To be sure, a new Security Council should have India within it. Representing one-fifth of humanity, and with a vibrant democracy, growing economy and great civilization, India deserves a central place in the world’s security architecture. But to grant it a permanent seat without asking for any steps to cap its nuclear capabilities is in effect to reward the very kind of nuclear proliferation that both President Bush and Sen. John Kerry rightly called the greatest threat to global security during the recent presidential campaign debates. India will not abolish its nuclear arms. But it should renounce testing, stop producing fissile material that could be usable in weapons, and agree to cap the size of its arsenal at or near its current size of several dozen weapons.

As for Egypt, it is clear that the world’s 1.3 billion Muslims deserve an important role in the future Security Council. While Muslim states currently obtain their share of two-year temporary memberships on the Security Council, and while permanent membership for India would indirectly give power to some 150 million Muslim inhabitants of that country as well, this is not enough. The world’s great Islamic states do need a more central voice.

But Egypt is currently the wrong choice. It is a sham of a democracy, with President Hosni Mubarak already believed to be grooming his son for possible succession. Presidential elections routinely generate 90 percent or more of the vote for the incumbent. Even at the local and grass-roots levels, Egypt leaves much to be desired politically.

There are at present three large Muslim countries with varying degrees of democracy—Turkey, Bangladesh and Indonesia.

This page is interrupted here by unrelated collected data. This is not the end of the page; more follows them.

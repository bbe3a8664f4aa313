//! Configuration types for answer-dl

use crate::error::{Error, Result};
use crate::types::{AnswerLimit, QuestionId};
use serde::{Deserialize, Serialize};
use std::path::{Path, PathBuf};
use std::time::Duration;

/// Default desktop browser user agent sent with every request
pub const DEFAULT_USER_AGENT: &str = "Mozilla/5.0 (Windows NT 10.0; Win64; x64) AppleWebKit/537.36 (KHTML, like Gecko) Chrome/96.0.4664.55 Safari/537.36";

/// Remote site settings (endpoints, headers, page conventions)
///
/// Used as a nested sub-config within [`Config`] under the `[site]` table.
#[derive(Clone, Debug, Serialize, Deserialize)]
pub struct SiteConfig {
    /// Site root without trailing slash (default: "https://www.zhihu.com")
    #[serde(default = "default_base_url")]
    pub base_url: String,

    /// Answers API path; `{id}` is replaced by the question id
    /// (default: "/api/v4/questions/{id}/answers")
    #[serde(default = "default_answers_path")]
    pub answers_path: String,

    /// User agent header sent with every request
    #[serde(default = "default_user_agent")]
    pub user_agent: String,

    /// Suffix the site appends to page titles, stripped during extraction
    /// (default: " - 知乎")
    #[serde(default = "default_title_suffix")]
    pub title_suffix: String,

    /// Per-request timeout in seconds (None = wait indefinitely)
    #[serde(default, with = "optional_duration_serde")]
    pub request_timeout: Option<Duration>,
}

impl Default for SiteConfig {
    fn default() -> Self {
        Self {
            base_url: default_base_url(),
            answers_path: default_answers_path(),
            user_agent: default_user_agent(),
            title_suffix: default_title_suffix(),
            request_timeout: None,
        }
    }
}

impl SiteConfig {
    fn root(&self) -> &str {
        self.base_url.trim_end_matches('/')
    }

    /// URL of the question page
    pub fn question_url(&self, id: &QuestionId) -> String {
        format!("{}/question/{}", self.root(), id)
    }

    /// URL of the paginated answers endpoint
    pub fn answers_url(&self, id: &QuestionId) -> String {
        let path = self.answers_path.replace("{id}", id.as_str());
        if path.starts_with('/') {
            format!("{}{}", self.root(), path)
        } else {
            format!("{}/{}", self.root(), path)
        }
    }

    /// Referer sent with every request made on behalf of a question
    pub fn referer(&self, id: &QuestionId) -> String {
        self.question_url(id)
    }
}

/// Crawl behavior configuration (output layout, pagination, concurrency)
///
/// Groups settings related to how answers and images are fetched and stored.
/// Used as a flattened sub-config within [`Config`].
#[derive(Clone, Debug, Serialize, Deserialize)]
pub struct DownloadConfig {
    /// Base directory for per-question output (default: "./data")
    #[serde(default = "default_data_dir")]
    pub data_dir: PathBuf,

    /// Replace files that already exist instead of skipping them (default: false)
    #[serde(default)]
    pub overwrite: bool,

    /// Maximum number of answers to collect per question (default: -1, unbounded)
    #[serde(default)]
    pub answer_limit: AnswerLimit,

    /// Answers requested per API call (default: 20)
    #[serde(default = "default_page_size")]
    pub page_size: usize,

    /// Concurrent requests per fan-out point (default: 4)
    #[serde(default = "default_max_workers")]
    pub max_workers: usize,

    /// Pause after each answer whose images were downloaded (default: 500 ms)
    #[serde(
        default = "default_answer_pause",
        rename = "answer_pause_ms",
        with = "duration_millis_serde"
    )]
    pub answer_pause: Duration,

    /// Download images referenced by answers (default: true)
    #[serde(default = "default_true")]
    pub download_images: bool,

    /// Field selection file for the answers API (default: "./include.txt")
    #[serde(default = "default_include_file")]
    pub include_file: PathBuf,
}

impl Default for DownloadConfig {
    fn default() -> Self {
        Self {
            data_dir: default_data_dir(),
            overwrite: false,
            answer_limit: AnswerLimit::default(),
            page_size: default_page_size(),
            max_workers: default_max_workers(),
            answer_pause: default_answer_pause(),
            download_images: true,
            include_file: default_include_file(),
        }
    }
}

/// Main configuration for the crawler
///
/// Crawl behavior lives in [`DownloadConfig`] and is flattened, so the TOML
/// file keeps those keys at the top level. Site settings live under `[site]`.
#[derive(Clone, Debug, Serialize, Deserialize)]
pub struct Config {
    /// Questions to crawl, in order
    #[serde(default)]
    pub question_ids: Vec<QuestionId>,

    /// Crawl behavior settings
    #[serde(flatten)]
    pub download: DownloadConfig,

    /// Remote site settings
    #[serde(default)]
    pub site: SiteConfig,

    /// Append-mode log file (default: "logger.log")
    #[serde(default = "default_log_file")]
    pub log_file: PathBuf,
}

impl Default for Config {
    fn default() -> Self {
        Self {
            question_ids: Vec::new(),
            download: DownloadConfig::default(),
            site: SiteConfig::default(),
            log_file: default_log_file(),
        }
    }
}

impl Config {
    /// Parse a configuration from TOML text
    pub fn from_toml_str(text: &str) -> Result<Self> {
        Ok(toml::from_str(text)?)
    }

    /// Load a configuration file
    pub fn load(path: &Path) -> Result<Self> {
        let text = std::fs::read_to_string(path).map_err(|e| {
            Error::config(
                "config",
                format!("cannot read config file {}: {}", path.display(), e),
            )
        })?;
        Self::from_toml_str(&text)
    }

    /// Reject settings the pipeline cannot run with
    pub fn validate(&self) -> Result<()> {
        if self.download.page_size == 0 {
            return Err(Error::config("page_size", "page_size must be at least 1"));
        }
        if self.download.max_workers == 0 {
            return Err(Error::config(
                "max_workers",
                "max_workers must be at least 1",
            ));
        }
        if !self.site.answers_path.contains("{id}") {
            return Err(Error::config(
                "site.answers_path",
                "answers_path must contain the {id} placeholder",
            ));
        }
        if url::Url::parse(&self.site.base_url).is_err() {
            return Err(Error::config(
                "site.base_url",
                format!("invalid base URL: {}", self.site.base_url),
            ));
        }
        Ok(())
    }
}

fn default_base_url() -> String {
    "https://www.zhihu.com".to_string()
}

fn default_answers_path() -> String {
    "/api/v4/questions/{id}/answers".to_string()
}

fn default_user_agent() -> String {
    DEFAULT_USER_AGENT.to_string()
}

fn default_title_suffix() -> String {
    " - 知乎".to_string()
}

fn default_data_dir() -> PathBuf {
    PathBuf::from("./data")
}

fn default_page_size() -> usize {
    20
}

fn default_max_workers() -> usize {
    4
}

fn default_answer_pause() -> Duration {
    Duration::from_millis(500)
}

fn default_true() -> bool {
    true
}

fn default_include_file() -> PathBuf {
    PathBuf::from("./include.txt")
}

fn default_log_file() -> PathBuf {
    PathBuf::from("logger.log")
}

// Duration serialization helper (milliseconds)
mod duration_millis_serde {
    use serde::{Deserialize, Deserializer, Serializer};
    use std::time::Duration;

    pub fn serialize<S>(duration: &Duration, serializer: S) -> Result<S::Ok, S::Error>
    where
        S: Serializer,
    {
        serializer.serialize_u64(duration.as_millis() as u64)
    }

    pub fn deserialize<'de, D>(deserializer: D) -> Result<Duration, D::Error>
    where
        D: Deserializer<'de>,
    {
        let millis = u64::deserialize(deserializer)?;
        Ok(Duration::from_millis(millis))
    }
}

// Optional Duration serialization helper (seconds)
mod optional_duration_serde {
    use serde::{Deserialize, Deserializer, Serializer};
    use std::time::Duration;

    pub fn serialize<S>(duration: &Option<Duration>, serializer: S) -> Result<S::Ok, S::Error>
    where
        S: Serializer,
    {
        match duration {
            Some(d) => serializer.serialize_some(&d.as_secs()),
            None => serializer.serialize_none(),
        }
    }

    pub fn deserialize<'de, D>(deserializer: D) -> Result<Option<Duration>, D::Error>
    where
        D: Deserializer<'de>,
    {
        let secs = Option::<u64>::deserialize(deserializer)?;
        Ok(secs.map(Duration::from_secs))
    }
}
//! Image reference extraction from answer HTML.
//!
//! Answer bodies embed images as `<img src="placeholder" ... data-original="URL">`.
//! The `src` is a low-resolution placeholder; `data-original` carries the
//! full-size source, which is what gets downloaded.

use std::collections::HashSet;
use std::sync::LazyLock;

use regex::Regex;

use crate::types::Answer;

#[allow(clippy::expect_used)]
static DATA_ORIGINAL: LazyLock<Regex> = LazyLock::new(|| {
    Regex::new(r#"(?s)<img src=.*?data-original="(.*?)""#).expect("image pattern is valid")
});

/// An image to download for one answer
#[derive(Clone, Debug, PartialEq, Eq)]
pub struct ImageRef {
    /// Owning answer
    pub answer_id: String,
    /// Full-size source URL
    pub url: String,
    /// File name derived from the URL
    pub file_name: String,
}

/// Distinct `data-original` URLs in `content`, in order of first appearance.
///
/// Deduplication is by exact string; URLs differing only in their query are
/// kept apart.
pub fn extract_image_urls(content: &str) -> Vec<String> {
    let mut seen = HashSet::new();
    DATA_ORIGINAL
        .captures_iter(content)
        .filter_map(|caps| caps.get(1))
        .map(|m| m.as_str())
        .filter(|url| !url.is_empty() && seen.insert(*url))
        .map(str::to_string)
        .collect()
}

/// Whether `name` can be joined onto a directory without leaving it
pub fn is_safe_component(name: &str) -> bool {
    !matches!(name, "" | "." | "..") && !name.contains(['/', '\\'])
}

/// File name for an image URL: its last path segment without the query.
///
/// `https://pic.example.com/v2/abc123.jpg?source=xyz` becomes `abc123.jpg`.
/// Returns `None` when the URL ends in `/` or the segment is not a usable
/// file name.
pub fn image_file_name(url: &str) -> Option<String> {
    let last = url.rsplit('/').next().unwrap_or(url);
    let name = last.split('?').next().unwrap_or(last);
    is_safe_component(name).then(|| name.to_string())
}

/// Images to fetch for `answer`.
///
/// Answers without an id or content yield nothing, as do answers whose id
/// is not usable as a directory name. URLs that do not produce a file name
/// are logged and dropped. When several URLs map to the same file name only
/// the last one is kept, in the position of its first appearance.
pub fn image_refs(answer: &Answer) -> Vec<ImageRef> {
    let (Some(answer_id), Some(content)) = (answer.id(), answer.content()) else {
        return Vec::new();
    };
    if !is_safe_component(&answer_id) {
        tracing::warn!(answer_id = %answer_id, "answer id is not a usable directory name, skipping its images");
        return Vec::new();
    }

    let mut refs: Vec<ImageRef> = Vec::new();
    for url in extract_image_urls(content) {
        let Some(file_name) = image_file_name(&url) else {
            tracing::warn!(answer_id = %answer_id, url = %url, "cannot derive file name from image URL");
            continue;
        };
        match refs.iter_mut().find(|r| r.file_name == file_name) {
            Some(existing) => {
                tracing::debug!(answer_id = %answer_id, file_name = %file_name, replaced = %existing.url, url = %url, "image file name collision, keeping later URL");
                existing.url = url;
            }
            None => refs.push(ImageRef {
                answer_id: answer_id.clone(),
                url,
                file_name,
            }),
        }
    }
    refs
}

// unwrap/expect are acceptable in tests for concise failure-on-error assertions
#[allow(clippy::unwrap_used, clippy::expect_used)]
#[cfg(test)]
mod tests {
    use super::*;
    use serde_json::json;

    const TWO_IMAGES: &str = r#"<p>intro</p>
<figure><noscript><img src="https://pic1.example.com/50/v2-aaa_hd.jpg" data-rawwidth="600"/></noscript>
<img src="data:image/svg+xml;utf8,&lt;svg/&gt;" data-rawwidth="600" data-original="https://pic1.example.com/v2-aaa_r.jpg?source=1940ef5c"/></figure>
<p>middle</p>
<figure><img src="data:image/svg+xml;utf8,&lt;svg/&gt;"
  data-original="https://pic2.example.com/v2-bbb_r.png"/></figure>"#;

    #[test]
    fn extracts_data_original_not_placeholder() {
        let urls = extract_image_urls(TWO_IMAGES);
        assert_eq!(
            urls,
            vec![
                "https://pic1.example.com/v2-aaa_r.jpg?source=1940ef5c".to_string(),
                "https://pic2.example.com/v2-bbb_r.png".to_string(),
            ]
        );
    }

    #[test]
    fn duplicate_markup_yields_one_url() {
        let tag = r#"<img src="p.svg" data-original="https://pic.example.com/v2/abc123.jpg"/>"#;
        let content = format!("{tag}<br/>{tag}<br/>{tag}");
        assert_eq!(
            extract_image_urls(&content),
            vec!["https://pic.example.com/v2/abc123.jpg".to_string()]
        );
    }

    #[test]
    fn query_variants_stay_distinct() {
        let content = r#"<img src="p" data-original="https://pic/a.jpg?x=1"/>
<img src="p" data-original="https://pic/a.jpg?x=2"/>"#;
        assert_eq!(extract_image_urls(content).len(), 2);
    }

    #[test]
    fn content_without_markup_yields_nothing() {
        assert!(extract_image_urls("<p>just words</p>").is_empty());
        assert!(extract_image_urls(r#"<img src="https://pic/only-src.jpg"/>"#).is_empty());
    }

    #[test]
    fn file_name_drops_path_and_query() {
        assert_eq!(
            image_file_name("https://pic.example.com/v2/abc123.jpg?source=xyz").as_deref(),
            Some("abc123.jpg")
        );
        assert_eq!(
            image_file_name("https://pic.example.com/v2-bbb_r.png").as_deref(),
            Some("v2-bbb_r.png")
        );
    }

    #[test]
    fn file_name_rejects_directory_urls() {
        assert_eq!(image_file_name("https://pic.example.com/v2/"), None);
        assert_eq!(image_file_name("https://pic.example.com/v2/?a=b"), None);
        assert_eq!(image_file_name("https://pic.example.com/.."), None);
    }

    #[test]
    fn refs_carry_answer_id_and_file_name() {
        let answer: Answer = serde_json::from_value(json!({
            "id": 987654321u64,
            "content": TWO_IMAGES,
        }))
        .unwrap();
        let refs = image_refs(&answer);
        assert_eq!(refs.len(), 2);
        assert!(refs.iter().all(|r| r.answer_id == "987654321"));
        assert_eq!(refs[0].file_name, "v2-aaa_r.jpg");
        assert_eq!(refs[1].file_name, "v2-bbb_r.png");
    }

    #[test]
    fn unsafe_answer_ids_yield_no_refs() {
        let image = r#"<img src="p" data-original="https://pic/x.jpg"/>"#;
        for id in ["../../../escaped", "..", ".", "a/b", r"a\b", ""] {
            let answer: Answer = serde_json::from_value(json!({"id": id, "content": image})).unwrap();
            assert!(image_refs(&answer).is_empty(), "id {id:?} should be rejected");
        }
    }

    #[test]
    fn same_file_name_keeps_last_url() {
        let content = (0..4)
            .map(|v| format!(r#"<img src="p" data-original="https://pic/x.jpg?v={v}"/>"#))
            .collect::<String>()
            + r#"<img src="p" data-original="https://pic/y.jpg"/>"#;
        let answer: Answer = serde_json::from_value(json!({"id": 7, "content": content})).unwrap();
        let refs = image_refs(&answer);
        assert_eq!(refs.len(), 2);
        assert_eq!(refs[0].file_name, "x.jpg");
        assert_eq!(refs[0].url, "https://pic/x.jpg?v=3");
        assert_eq!(refs[1].file_name, "y.jpg");
    }

    #[test]
    fn refs_skip_answers_missing_fields() {
        let no_content: Answer = serde_json::from_value(json!({"id": 1})).unwrap();
        assert!(image_refs(&no_content).is_empty());
        let no_id: Answer =
            serde_json::from_value(json!({"content": r#"<img src="p" data-original="https://pic/a.jpg"/>"#}))
                .unwrap();
        assert!(image_refs(&no_id).is_empty());
    }
}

The first has about as many citizens as Egypt, the second twice as many, the third three times as many. For the foreseeable future, they should rotate the permanent seat of the Islamic world among them—even if none is in Africa (the high-level panel wanted geographic balance), and none is Arab. For example, a new reform plan might grant a five-year rotation to each between next year and 2020.

This need not and should not be the permanent state of affairs. The Arab world has a total population of 240 million people—roughly comparable to Indonesia, or for that matter Western Europe, which would have three permanent seats under the proposal. Pakistan and Iran are two additional large Muslim states that someday might have some claim to a seat—or at least a share of one, perhaps as determined by the Organization of the Islamic Conference (if that group can itself reform in the coming years). It is equally important and fair, however, that such a seat reward democracy and not authoritarianism.

Indeed, the message that democracy should be a precursor to any claim to a permanent Security Council seat would be heard in other parts of the world as well. It might not be so well received in Beijing or even Moscow, given their own strong-armed regimes. So be it. If it is to be useful in international security affairs, the U.N. Security Council needs to stand for the democratic and human rights principles that guide not only U.S. foreign policy but the actions of most countries in the 21st century. And since China and Russia would not risk losing their permanent seats or vetoes under such a plan, they could probably live with it in the end.

It is certainly true that democratization in the Arab world will have to come from within. Yet, external encouragement and incentives matter. Turkey’s impressive democratization in the last couple of years in order to join the European Union is a case in point.

Security Council reform should not just be about political correctness and geographic balance. It should advance those common interests and principles shared by a growing majority of the world’s countries—and desperately needed to guide the building of a secure international system for the new century.